Characteristics of Rat CD4 + CD25 + T Cells and Their Ability to Prevent Not Only Diabetes But Also Insulitis in an Adoptive Transfer Model in BB Rats

Human and mouse CD4 + CD25 + T cells have been intensively studied through the last decade. However, little is known about this subset in other species. This study describes the phenotype of rat CD4 + CD25 + Foxp3 + T cells and the site in which they exert regulation in a transfer‐induced autoimmune diabetes model.
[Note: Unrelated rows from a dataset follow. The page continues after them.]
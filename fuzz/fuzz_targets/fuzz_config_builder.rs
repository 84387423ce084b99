//! Fuzz target for builder.json configuration parsing.

#![no_main]

use hs_config::{validate_config, BuilderConfig};
use libfuzzer_sys::fuzz_target;

fuzz_target!(|data: &[u8]| {
    if let Ok(config) = serde_json::from_slice::<BuilderConfig>(data) {
        let _ = validate_config(&config);
    }
});
//! Fuzz target for wire map decoding.

#![no_main]

use hs_core::serialize::WireMap;
use hs_core::wire::decode;
use libfuzzer_sys::fuzz_target;

fuzz_target!(|map: WireMap| {
    // Should never panic, only return an error
    let _ = decode(&map);
});
/// hmmspec - build and validate HMM specifications
#[derive(Parser)]
#[command(name = "hmmspec")]
#[command(author, version, about, long_about = None)]
#[command(propagate_version = true)]
struct Cli {
    #[command(subcommand)]
    command: Commands,

    #[command(flatten)]
    global: GlobalOpts,
}

/// Global options available to all commands
#[derive(Args, Debug)]
struct GlobalOpts {
    /// Config directory holding builder.toml or builder.json
    /// (falls back to HMMSPEC_CONFIG_DIR)
    #[arg(long, global = true)]
    config: Option<PathBuf>,

    /// Use a built-in preset instead of any config file (default, legacy, strict)
    #[arg(long, global = true)]
    preset: Option<String>,

    /// Output format
    #[arg(long, short = 'f', global = true, default_value = "json")]
    format: OutputFormat,

    /// Increase verbosity (-v, -vv)
    #[arg(short, long, global = true, action = clap::ArgAction::Count)]
    verbose: u8,

    /// Only log errors
    #[arg(short, long, global = true)]
    quiet: bool,

    /// Disable colored output
    #[arg(long, global = true)]
    no_color: bool,
}

#[derive(Subcommand)]
enum Commands {
    /// Replay a command script and print the wire map
    Run(RunArgs),

    /// Replay a command script and report vector statuses without serializing
    Check(CheckArgs),

    /// Decode a wire map JSON object into the structured form
    Decode(DecodeArgs),

    /// Configuration management
    Config(ConfigArgs),

    /// Print version information
    Version,
}

#[derive(Args, Debug)]
struct RunArgs {
    /// Script file, or '-' for stdin
    script: String,

    /// Also decode the wire map and include the structured form
    #[arg(long)]
    decode: bool,
}

#[derive(Args, Debug)]
struct CheckArgs {
    /// Script file, or '-' for stdin
    script: String,
}

#[derive(Args, Debug)]
struct DecodeArgs {
    /// Wire map JSON file, or '-' for stdin. A `run` envelope is accepted too.
    input: String,
}

#[derive(Args, Debug)]
struct ConfigArgs {
    #[command(subcommand)]
    command: ConfigCommands,
}

#[derive(Subcommand, Debug)]
enum ConfigCommands {
    /// Show the effective configuration and where it came from
    Show,
    /// List built-in presets
    Presets,
    /// Validate a config file, or the resolved configuration
    Validate {
        /// Config file to validate
        path: Option<PathBuf>,
    },
}

fn main() {
    // Usage errors exit with ERR_ARGS; 2 is reserved for rejected commands
    let cli = match Cli::try_parse() {
        Ok(cli) => cli,
        Err(err) => {
            let _ = err.print();
            let code = if err.use_stderr() {
                ExitCode::ArgsError
            } else {
                ExitCode::Clean
            };
            std::process::exit(code.as_i32());
        }
    };

    // JSON output gets JSON log lines on stderr
    let log_format = if cli.global.format == OutputFormat::Json {
        Some(LogFormat::Jsonl)
    } else {
        None
    };
    let log_config = LogConfig::resolve(cli.global.verbose, cli.global.quiet, log_format);
    init_logging(&log_config);

    let exit_code = match &cli.command {
        Commands::Run(args) => run_script(&cli.global, args),
        Commands::Check(args) => run_check(&cli.global, args),
        Commands::Decode(args) => run_decode(&cli.global, args),
        Commands::Config(args) => run_config(&cli.global, args),
        Commands::Version => {
            print_version(&cli.global);
            ExitCode::Clean
        }
    };

    std::process::exit(exit_code.as_i32());
}

// ============================================================================
// Shared helpers
// ============================================================================

fn config_options(global: &GlobalOpts) -> ConfigOptions {
    ConfigOptions {
        config_dir: global.config.clone(),
        config_path: None,
        preset: global.preset.clone(),
    }
}

fn read_input(source: &str) -> Result<String, Error> {
    if source == "-" {
        let mut text = String::new();
        std::io::stdin().read_to_string(&mut text)?;
        Ok(text)
    } else {
        Ok(std::fs::read_to_string(source)?)
    }
}

fn print_json(value: &serde_json::Value) {
    match serde_json::to_string_pretty(value) {
        Ok(text) => println!("{}", text),
        Err(e) => eprintln!("{{\"error\":\"serialization_failed\",\"message\":\"{}\"}}", e),
    }
}

fn envelope(session_id: &SessionId, command: &str, status: &str) -> serde_json::Value {
    serde_json::json!({
        "schema_version": SCHEMA_VERSION,
        "session_id": session_id.0,
        "generated_at": chrono::Utc::now().to_rfc3339(),
        "command": command,
        "status": status,
    })
}

fn use_color(global: &GlobalOpts) -> bool {
    !global.no_color && std::io::stderr().is_terminal()
}

/// Report a failed command on stderr and map it to an exit code.
fn output_error(global: &GlobalOpts, command: &str, error: &Error) -> ExitCode {
    let exit_code = ExitCode::for_error(error);
    tracing::error!(event = event_names::INTERNAL_ERROR, command, code = error.code(), error = %error);

    match global.format {
        OutputFormat::Json => {
            let mut response = envelope(&SessionId::new(), command, "error");
            response["exit_code"] = serde_json::json!(exit_code.code_name());
            response["error"] = serde_json::to_value(StructuredError::from(error))
                .unwrap_or(serde_json::Value::Null);
            match serde_json::to_string_pretty(&response) {
                Ok(text) => eprintln!("{}", text),
                Err(_) => eprintln!("{}", StructuredError::from(error).to_json()),
            }
        }
        OutputFormat::Summary => {
            eprintln!("{} error [{}]: {}", command, error.code(), error);
        }
        OutputFormat::Exitcode => {}
        OutputFormat::Md => {
            eprintln!("{}", format_error_human(error, use_color(global)));
        }
    }

    exit_code
}

fn output_config_error(global: &GlobalOpts, command: &str, error: ConfigError) -> ExitCode {
    tracing::warn!(event = event_names::CONFIG_ERROR, error = %error, "configuration rejected");
    output_error(global, command, &Error::from(error))
}

fn load(global: &GlobalOpts, command: &str) -> Result<ResolvedConfig, ExitCode> {
    load_config(&config_options(global)).map_err(|e| output_config_error(global, command, e))
}

fn config_source_label(resolved: &ResolvedConfig) -> String {
    match (&resolved.path, resolved.preset) {
        (_, Some(preset)) => format!("preset '{}'", preset.as_str()),
        (Some(path), None) => format!("{} ({})", path.display(), resolved.source),
        (None, None) => "built-in defaults".to_string(),
    }
}

// ============================================================================
// run / check
// ============================================================================

fn replay(global: &GlobalOpts, command: &str, script: &str) -> Result<(ResolvedConfig, EditSession, ReplaySummary), ExitCode> {
    let resolved = load(global, command)?;
    let text = read_input(script).map_err(|e| output_error(global, command, &e))?;
    let mut session = EditSession::new(&resolved.config);
    let summary = session.run_script(&text);
    Ok((resolved, session, summary))
}

fn run_script(global: &GlobalOpts, args: &RunArgs) -> ExitCode {
    let (resolved, session, summary) = match replay(global, "run", &args.script) {
        Ok(replayed) => replayed,
        Err(code) => return code,
    };

    let wire_result = session.serialize();
    let decoded: Option<Result<HmmForm, Error>> = match (&wire_result, args.decode) {
        (Ok(wire_map), true) => Some(wire::decode(wire_map)),
        _ => None,
    };
    if let Some(Err(err)) = &decoded {
        // The serializer's own output must always decode.
        tracing::error!(event = event_names::INTERNAL_ERROR, error = %err, "serialized map failed to decode");
        output_error(global, "run", err);
        return ExitCode::InternalError;
    }

    let exit_code = ExitCode::for_outcome(summary.rejected, wire_result.is_ok());
    let status = if wire_result.is_ok() { "complete" } else { "incomplete" };
    let notices = session.notices();
    let problems = match &wire_result {
        Err(Error::IncompleteSpecification { problems }) => problems.clone(),
        _ => Vec::new(),
    };

    match global.format {
        OutputFormat::Json => {
            let mut response = envelope(session.id(), "run", status);
            response["exit_code"] = serde_json::json!(exit_code.code_name());
            response["config"] = serde_json::to_value(resolved.snapshot()).unwrap_or_default();
            response["summary"] = serde_json::to_value(summary).unwrap_or_default();
            response["notices"] = serde_json::to_value(&notices).unwrap_or_default();
            match &wire_result {
                Ok(wire_map) => response["wire"] = serde_json::json!(wire_map),
                Err(_) => response["problems"] = serde_json::json!(problems),
            }
            if let Some(Ok(form)) = &decoded {
                response["form"] = serde_json::to_value(form).unwrap_or_default();
            }
            print_json(&response);
        }
        OutputFormat::Summary => {
            println!(
                "[{}] run: {} ({} commands, {} rejected, {} problems)",
                session.id(),
                status,
                summary.commands,
                summary.rejected,
                problems.len()
            );
        }
        OutputFormat::Exitcode => {}
        OutputFormat::Md => {
            println!("# hmmspec run");
            println!();
            println!("Session: {}", session.id());
            println!("Config: {}", config_source_label(&resolved));
            println!("Status: **{}**", status);
            println!();
            print_summary_md(&summary);
            print_notices_md(&notices);
            if !problems.is_empty() {
                println!("## Problems");
                println!();
                for problem in &problems {
                    println!("- {}", problem);
                }
                println!();
            }
            if let Ok(wire_map) = &wire_result {
                print_wire_md(wire_map);
            }
        }
    }

    exit_code
}

fn run_check(global: &GlobalOpts, args: &CheckArgs) -> ExitCode {
    let (resolved, session, summary) = match replay(global, "check", &args.script) {
        Ok(replayed) => replayed,
        Err(code) => return code,
    };

    let report = session.report();
    let complete = report.problems.is_empty();
    let exit_code = ExitCode::for_outcome(summary.rejected, complete);
    let status = if complete { "complete" } else { "incomplete" };

    match global.format {
        OutputFormat::Json => {
            let mut response = envelope(session.id(), "check", status);
            response["exit_code"] = serde_json::json!(exit_code.code_name());
            response["config"] = serde_json::to_value(resolved.snapshot()).unwrap_or_default();
            response["summary"] = serde_json::to_value(summary).unwrap_or_default();
            response["report"] = serde_json::to_value(&report).unwrap_or_default();
            print_json(&response);
        }
        OutputFormat::Summary => {
            println!(
                "[{}] check: {} ({} states, {} notices, {} problems)",
                session.id(),
                status,
                report.states.len(),
                report.notices.len(),
                report.problems.len()
            );
        }
        OutputFormat::Exitcode => {}
        OutputFormat::Md => {
            println!("# hmmspec check");
            println!();
            println!("Session: {}", session.id());
            println!("Status: **{}**", status);
            println!();
            println!("## States");
            println!();
            println!("| # | Name | Mode | Components | Weights |");
            println!("|---|------|------|------------|---------|");
            for state in &report.states {
                let components: Vec<String> =
                    state.components.iter().map(|c| c.to_string()).collect();
                println!(
                    "| {} | {} | {} | {} | {} |",
                    state.index,
                    state.label,
                    state.mode,
                    components.join(", "),
                    state
                        .weights
                        .as_ref()
                        .map(|w| w.to_string())
                        .unwrap_or_else(|| "-".to_string())
                );
            }
            println!();
            if let Some(initial) = &report.initial_vector {
                println!("Initial vector: {}", initial);
            }
            for (i, row) in report.transition_rows.iter().enumerate() {
                println!("Transition row {}: {}", i + 1, row);
            }
            println!();
            print_summary_md(&summary);
            print_notices_md(&report.notices);
            if !report.problems.is_empty() {
                println!("## Problems");
                println!();
                for problem in &report.problems {
                    println!("- {}", problem);
                }
            }
        }
    }

    exit_code
}

fn print_summary_md(summary: &ReplaySummary) {
    println!(
        "Commands: {} applied, {} rejected, {} flagged (of {})",
        summary.applied, summary.rejected, summary.flagged, summary.commands
    );
    println!();
}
Several proteins and mRNAs are up‐regulated in unstimulated rat CD4 + CD25 + T cells compared with CD4 + CD25 – T cells, including Foxp3, Lag‐3, CD80, interleukin 10 (IL‐10) and CTLA‐4. To investigate CD4 + CD25 + T cells in vivo , we transferred three million diabetogenic T cells either alone or in combination with two million CD4 + CD25 + T cells to 30‐day‐old BB rats. The pancreas and the pancreatic lymph nodes were examined as two potential regulatory sites. Time‐course analysis of pancreatic histology following diabetogenic T‐cell transfers revealed insulitis from about 14 days after transfer. By contrast, rats receiving both diabetogenic T cells and CD4 + CD25 + T cells had no insulitis at any time. Moreover, the frequency of diabetogenic T cells in the pancreatic lymph nodes 2 days after transfer was significantly reduced in rats receiving both subsets. These data indicate that the primary site of T‐cell regulation is in the draining lymph nodes and not the pancreas in our model.